Nearly four years ago, as executive chef, he opened Austin's Steakhouse in Thunder Valley Casino in Lincoln. When he left Thunder Valley last fall, his wife said she'd had enough with the moves. Fine, said Ehrhart. As does the rest of the family, he rather likes their home in Loomis.
Besides, he was tired of corporate cookery. He wanted to try something more personal and fun. He wanted his own small restaurant.
Coincidentally, the suburban Roseville restaurant Bella Italia Bistro & Wine Bar was available. In September, he bought it, then did something curious: He retained the restaurant's Italian format rather than switch to the traditional French cookery in which he had trained and long practiced.
"I was told to be careful, that Bella Italia had a clientele, that the holidays were coming, that I should introduce the French concept slowly," Ehrhart says.
On Valentine's Day, however, he offered guests a special French menu. Patrons took to it so enthusiastically that a week later he transformed Bella Italia into Bistro La Petite France.
Today, it's one of few restaurants in the Sacramento region where diners can find such classic French dishes as coquille St. Jacques, filet de sole almandine, coq au vin and escargot.
Nicolas Sarkozy, France's new president, is vowing to buff up his country's tarnished glory and restore at least some of the old élan. In way-off Roseville, Sarkozy looks to have a kindred spirit in Christophe Ehrhart, though Ehrhart hasn't yet abandoned entirely the restaurant's Italian heritage. Guests are greeted with a rustic white bread and a pasty dip of olive oil, balsamico and grated Parmigiano, both more Italian than French.
Beyond that, however, Ehrhart's approach is to present a personal and grounded tribute to the richness and refinement of traditional French cooking. His menu runs most strongly to the heartier dishes of the French repertoire, with several selections more fitting for fall and winter than spring and summer, though he says he will be lightening up the choices as the weather warms.

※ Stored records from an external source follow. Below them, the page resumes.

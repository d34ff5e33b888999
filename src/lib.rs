// src/lib.rs
//! # wellog-rs
//!
//! A Rust library for working with multi-channel, multi-index well-log data
//! in the nested-array wire format used by WITSML-style channel sets.
//!
//! ## Features
//!
//! - 📊 **Tabular cursor**: parse a nested JSON blob once, then read rows
//!   forward-only with typed column access
//! - 🧭 **Multi-index**: depth and/or time index dimensions, increasing or
//!   decreasing, with direction-aware range logic
//! - ✂️ **Slicing**: narrow and reorder the visible channels to exactly the
//!   columns a request cares about, gaps and all
//! - 🧱 **Incremental building**: accumulate streamed channel appends into
//!   rows, then freeze them into a reader snapshot
//! - 🛡️ **Tolerant reading**: null tokens, quality flags, and non-numeric
//!   placeholders degrade gracefully instead of erroring
//!
//! ## Reading channel data
//!
//! ```rust
//! use wellog_rs::*;
//!
//! fn main() -> Result<()> {
//!     let data = r#"[[[100.0],[1.5,80.0]],[[101.0],[1.6,null]]]"#;
//!     let mut reader = ChannelDataReader::new(
//!         data,
//!         vec!["ROP".into(), "GR".into()],
//!         vec!["m/h".into(), "gAPI".into()],
//!     )?;
//!
//!     while reader.read() {
//!         let depth = reader.get_double(0);
//!         let rop = reader.get_double(1);
//!         println!("{depth}: {rop}");
//!     }
//!     Ok(())
//! }
//! ```
//!
//! ## Building channel data
//!
//! ```rust
//! use wellog_rs::*;
//!
//! let mut block = ChannelDataBlock::new();
//! block.add_index("MD", "m", true, false);
//! block.add_channel(1, "ROP", "m/h");
//! block.add_channel(2, "GR", "gAPI");
//!
//! block.append(1, &[100.0], CellValue::Number(1.5));
//! block.append(2, &[100.0], CellValue::Number(80.0));
//!
//! let reader = block.reader();
//! assert_eq!(reader.record_count(), 1);
//! ```

// Modules
pub mod adapters;
pub mod block;
pub mod error;
pub mod metadata;
pub mod reader;
pub mod types;

// Re-export commonly used types at the crate root for convenience
pub use error::{ChannelDataError, Result};

pub use types::CellValue;

pub use metadata::{ChannelIndexInfo, Range};

pub use reader::{ChannelDataReader, Record};

pub use block::ChannelDataBlock;

pub use adapters::{DataChunk, LogData};

// Prelude module for glob imports
pub mod prelude {
    //! Convenient imports for common use cases.
    //!
    //! ```rust
    //! use wellog_rs::prelude::*;
    //! ```

    pub use crate::block::ChannelDataBlock;
    pub use crate::error::{ChannelDataError, Result};
    pub use crate::metadata::{ChannelIndexInfo, Range};
    pub use crate::reader::ChannelDataReader;
    pub use crate::types::CellValue;
}

/// The library version
pub const LIBRARY_VERSION: &str = env!("CARGO_PKG_VERSION");

#[cfg(test)]
mod tests {
    use super::*;

    #[test]
    fn test_version_constant() {
        assert!(!LIBRARY_VERSION.is_empty());
    }

    #[test]
    fn test_reader_round_trip_smoke() {
        let data = r#"[[[100.0],[1.5]],[[101.0],[1.6]]]"#;
        let mut reader =
            ChannelDataReader::new(data, vec!["ROP".into()], vec!["m/h".into()]).unwrap();

        let mut rows = 0;
        while reader.read() {
            rows += 1;
        }
        assert_eq!(rows, reader.record_count());
    }

    #[test]
    fn test_block_to_reader_smoke() {
        let mut block = ChannelDataBlock::new();
        block.add_index("MD", "m", true, false);
        block.add_channel(1, "ROP", "m/h");
        block.append(1, &[100.0], CellValue::Number(1.5));

        let mut reader = block.reader();
        assert!(reader.read());
        assert_eq!(reader.get_double(1), 1.5);
    }
}
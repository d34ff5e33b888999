// src/metadata/range.rs
use chrono::DateTime;
use serde::{Deserialize, Serialize};

use crate::types::time_seconds;

/// A closed interval over an index dimension.
///
/// Either bound may be absent (an open end). Index values are carried as
/// f64 regardless of origin: depth values directly, time values as epoch
/// seconds. Direction-aware comparisons take the `increasing` flag of the
/// owning index so that "after" and "before" invert for decreasing logs.
#[derive(Debug, Clone, Copy, PartialEq, Default, Serialize, Deserialize)]
pub struct Range {
    start: Option<f64>,
    end: Option<f64>,
}

impl Range {
    pub fn new(start: Option<f64>, end: Option<f64>) -> Self {
        Range { start, end }
    }

    /// Parse textual bounds into a range.
    ///
    /// When `is_time_index` is set the bounds are ISO-8601 timestamps,
    /// otherwise plain numbers. Unparsable or empty text yields an unset
    /// bound rather than an error: absence of data at one end is a normal
    /// condition, not a failure.
    pub fn parse(start_text: Option<&str>, end_text: Option<&str>, is_time_index: bool) -> Self {
        Range {
            start: parse_bound(start_text, is_time_index),
            end: parse_bound(end_text, is_time_index),
        }
    }

    pub fn start(&self) -> Option<f64> {
        self.start
    }

    pub fn end(&self) -> Option<f64> {
        self.end
    }

    pub fn is_empty(&self) -> bool {
        self.start.is_none() && self.end.is_none()
    }

    /// True when the range begins after `value` under the given direction,
    /// i.e. a record at `value` lies before the queried window and should
    /// be skipped. Always false for an open start.
    pub fn starts_after(&self, value: f64, increasing: bool) -> bool {
        match self.start {
            Some(start) if increasing => start > value,
            Some(start) => start < value,
            None => false,
        }
    }

    /// True when the range ends before `value` under the given direction,
    /// i.e. the queried window is exhausted and iteration can stop.
    pub fn ends_before(&self, value: f64, increasing: bool) -> bool {
        match self.end {
            Some(end) if increasing => end < value,
            Some(end) => end > value,
            None => false,
        }
    }

    /// True when `value` falls within both bounds under the given direction.
    pub fn contains(&self, value: f64, increasing: bool) -> bool {
        !self.starts_after(value, increasing) && !self.ends_before(value, increasing)
    }
}

fn parse_bound(text: Option<&str>, is_time_index: bool) -> Option<f64> {
    let text = text.map(str::trim).filter(|t| !t.is_empty())?;
    if is_time_index {
        DateTime::parse_from_rfc3339(text).ok().map(|dt| time_seconds(&dt))
    } else {
        text.parse::<f64>().ok().filter(|v| v.is_finite())
    }
}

But anyone hungering for a dark and deeply saturating version of coq au vin won't be let down by Ehrhart's juicy interpretation, so popular early on that it isn't likely to disappear, regardless of the season ($19.95).
While Ehrhart takes a more formal than casual approach to the French classics, he isn't above tweaking traditionalism with an occasional playful fillip. The coq au vin, for one, not only was topped with buttery croutons but was accompanied by Ehrhart's signature Alsatian spaetzle, tiny poached dumplings of flour and egg seasoned with salt and butter. The spaetzle, incidentally, is listed as "flour dumplings" among the optional side dishes, which carry an extra charge, $5.50 for the spaetzle.
Similarly, Ehrhart brightens his dense, moist and satiny housemade terrine of pork and wild mushrooms with a quivering spoonful of zinfandel jelly, not something likely to be found in a Parisian bistro ($9.95).
As indicated by the terrine, among other selections, Ehrhart loves the earthiness and the range of textures that mushrooms can bring to a dish. A veritable lug box of golden trumpets bloomed across two low, delicate and marvelously tender medallions of veal ($21.95).
But regardless of whether a dish includes mushrooms, the telling feature of Ehrhart's cookery is his emphasis on lusty flavors and sensuous textures. The lobster sauce of his scallop gratin was luxurious, buttery and herbal -- as well as a touch salty -- while the three plump scallops themselves were hot, fresh and silken ($21.95).
A special presented duck two ways ($28.95). A rich and shiny red-wine demi-glace added a fitting note of fruit to three thick and rosy slices of smoked Muscovy duck breast, while a whole leg of duck confit yielded delicious dark meat enriched with fat and skin. The dish also included fat spears of briefly steamed asparagus and a traditionally robust potato gratin.
Even Ehrhart's starters are unusually hefty, with the possible exception of his cream of tomato and basil soup, a glimpse of summer peeking from under a flaky and buttery crown of golden pastry ($7.95).
Other first courses included fillets of applewood-smoked trout so rich and so generous in portion that they ought to be shared by two to four diners ($10.95), and the "bistro salad," a vigorous toss of assorted greens, grape tomatoes, blue cheese and walnuts dressed with a Dijon-mustard vinaigrette, big enough for an entree ($7.95).
The substantial servings that characterize dining at Bistro La Petite France continue through dessert, where the selection lately included a concentrated and buttery upside-down apricot tart fat with fruit that Ehrhart put up last summer with apricots off his own tree ($7.95); a cylindrical mousse striated with several shades of chocolate, accompanied with boysenberries and strawberries ($8.95); and a huge bowl of fresh local strawberries drizzled with balsamico ($7.95).
The bistro's wine list consists largely of familiar domestic corporate brands. While the range is adequate for the style of food, more Bordeaux, Burgundy and Rhone would be in order for such a fiercely French restaurant, and they are coming, assures Ehrhart.
The friendly and relaxed servers were debonair without being distant, showing a proprietary concern that leaves guests feeling their every request will be honored without fuss.
Perched in a far corner of a shopping plaza, Bistro La Petite France occupies a simple, blocky space with little personality, though not without color. The paint scheme runs to an appropriate Dijon mustard, perky yellow flowers are planted out front, and on each of our visits so was a happy yellow Mini Cooper.
A large Provençal landscape, bracketed with shutters, occupies much of one wall, while ceramic chickens here and there and the requisite model of the Eiffel Tower remind guests that the bistro no longer is Italian but decidedly and proudly French.